WORK INSTRUCTION: An exact, complete copy of the entries is what is needed.

Stored data entries
+ + + + + + +
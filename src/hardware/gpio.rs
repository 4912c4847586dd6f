use rppal::gpio::{Gpio, OutputPin};

use super::{RelayBackend, RelayError, RelayPin};

/// Raspberry Pi backend. Most fan relay boards trigger on a low output
/// level, hence the `active_low` switch.
pub struct GpioBackend {
    gpio: Gpio,
    active_low: bool,
}

impl GpioBackend {
    pub fn new(active_low: bool) -> Result<Self, RelayError> {
        let gpio = Gpio::new().map_err(|error| RelayError::Unavailable(error.to_string()))?;

        Ok(GpioBackend { gpio, active_low })
    }
}

impl RelayBackend for GpioBackend {
    fn open(&self, pin: u8) -> Result<Box<dyn RelayPin>, RelayError> {
        let map_err = |error: rppal::gpio::Error| RelayError::Open {
            pin,
            reason: error.to_string(),
        };

        let line = self.gpio.get(pin).map_err(map_err)?;

        // Start in the de-energized position
        let output = match self.active_low {
            true => line.into_output_high(),
            false => line.into_output_low(),
        };

        Ok(Box::new(GpioRelay {
            output,
            active_low: self.active_low,
        }))
    }
}

struct GpioRelay {
    output: OutputPin,
    active_low: bool,
}

impl RelayPin for GpioRelay {
    fn set(&mut self, on: bool) {
        match on == self.active_low {
            true => self.output.set_low(),
            false => self.output.set_high(),
        }
    }
}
+ + + + + + +
SOLUTION TO THE EXERCISE:
filename src/hardware/gpio.rs
repository 4912c4847586dd6f
use rppal::gpio::{Gpio, OutputPin};

use super::{RelayBackend, RelayError, RelayPin};

/// Raspberry Pi backend. Most fan relay boards trigger on a low output
/// level, hence the `active_low` switch.
pub struct GpioBackend {
    gpio: Gpio,
    active_low: bool,
}

impl GpioBackend {
    pub fn new(active_low: bool) -> Result<Self, RelayError> {
        let gpio = Gpio::new().map_err(|error| RelayError::Unavailable(error.to_string()))?;

        Ok(GpioBackend { gpio, active_low })
    }
}

impl RelayBackend for GpioBackend {
    fn open(&self, pin: u8) -> Result<Box<dyn RelayPin>, RelayError> {
        let map_err = |error: rppal::gpio::Error| RelayError::Open {
            pin,
            reason: error.to_string(),
        };

        let line = self.gpio.get(pin).map_err(map_err)?;

        // Start in the de-energized position
        let output = match self.active_low {
            true => line.into_output_high(),
            false => line.into_output_low(),
        };

        Ok(Box::new(GpioRelay {
            output,
            active_low: self.active_low,
        }))
    }
}

struct GpioRelay {
    output: OutputPin,
    active_low: bool,
}

impl RelayPin for GpioRelay {
    fn set(&mut self, on: bool) {
        match on == self.active_low {
            true => self.output.set_low(),
            false => self.output.set_high(),
        }
    }
}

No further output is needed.